Problem details
Every line below containing the word "repository" should be found and copied.

Saved data entries
============================================================

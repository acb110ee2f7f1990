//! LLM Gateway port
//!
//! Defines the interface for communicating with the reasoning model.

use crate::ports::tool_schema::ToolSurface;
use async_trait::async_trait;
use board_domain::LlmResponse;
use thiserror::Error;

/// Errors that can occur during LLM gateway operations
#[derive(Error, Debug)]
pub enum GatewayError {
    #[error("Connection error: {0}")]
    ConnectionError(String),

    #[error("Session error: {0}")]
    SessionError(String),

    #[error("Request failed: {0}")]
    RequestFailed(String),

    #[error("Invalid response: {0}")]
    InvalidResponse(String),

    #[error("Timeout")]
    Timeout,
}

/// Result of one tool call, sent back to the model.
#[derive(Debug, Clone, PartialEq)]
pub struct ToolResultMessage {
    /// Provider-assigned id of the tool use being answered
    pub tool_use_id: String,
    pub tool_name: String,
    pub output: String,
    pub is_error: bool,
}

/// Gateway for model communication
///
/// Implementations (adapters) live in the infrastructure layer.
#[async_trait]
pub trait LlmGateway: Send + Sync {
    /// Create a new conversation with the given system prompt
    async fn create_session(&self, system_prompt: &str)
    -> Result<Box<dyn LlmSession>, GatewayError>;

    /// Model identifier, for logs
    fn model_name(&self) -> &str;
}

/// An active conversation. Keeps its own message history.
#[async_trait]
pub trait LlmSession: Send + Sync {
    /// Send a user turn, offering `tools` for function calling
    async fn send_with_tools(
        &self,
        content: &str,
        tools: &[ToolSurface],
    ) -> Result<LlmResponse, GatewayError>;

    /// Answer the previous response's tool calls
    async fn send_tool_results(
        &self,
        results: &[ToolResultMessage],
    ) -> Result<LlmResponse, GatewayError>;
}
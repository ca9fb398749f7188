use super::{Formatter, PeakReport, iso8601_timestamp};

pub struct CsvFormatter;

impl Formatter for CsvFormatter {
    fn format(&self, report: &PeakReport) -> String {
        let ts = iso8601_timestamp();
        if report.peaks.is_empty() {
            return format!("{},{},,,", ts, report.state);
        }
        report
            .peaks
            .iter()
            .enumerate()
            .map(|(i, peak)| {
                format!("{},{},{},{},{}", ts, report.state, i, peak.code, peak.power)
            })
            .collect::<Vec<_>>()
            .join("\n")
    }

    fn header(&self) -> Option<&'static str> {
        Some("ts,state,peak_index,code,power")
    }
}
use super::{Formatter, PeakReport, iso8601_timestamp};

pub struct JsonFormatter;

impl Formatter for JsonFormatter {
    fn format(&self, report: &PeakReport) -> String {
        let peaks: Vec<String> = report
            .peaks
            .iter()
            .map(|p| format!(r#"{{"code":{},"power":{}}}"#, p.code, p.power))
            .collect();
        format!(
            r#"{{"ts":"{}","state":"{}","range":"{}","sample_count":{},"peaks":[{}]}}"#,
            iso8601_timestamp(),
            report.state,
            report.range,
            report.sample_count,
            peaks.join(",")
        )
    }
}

============================================================

Response for this exercise
repository acb110ee2f7f1990
repository ca9fb398749f7188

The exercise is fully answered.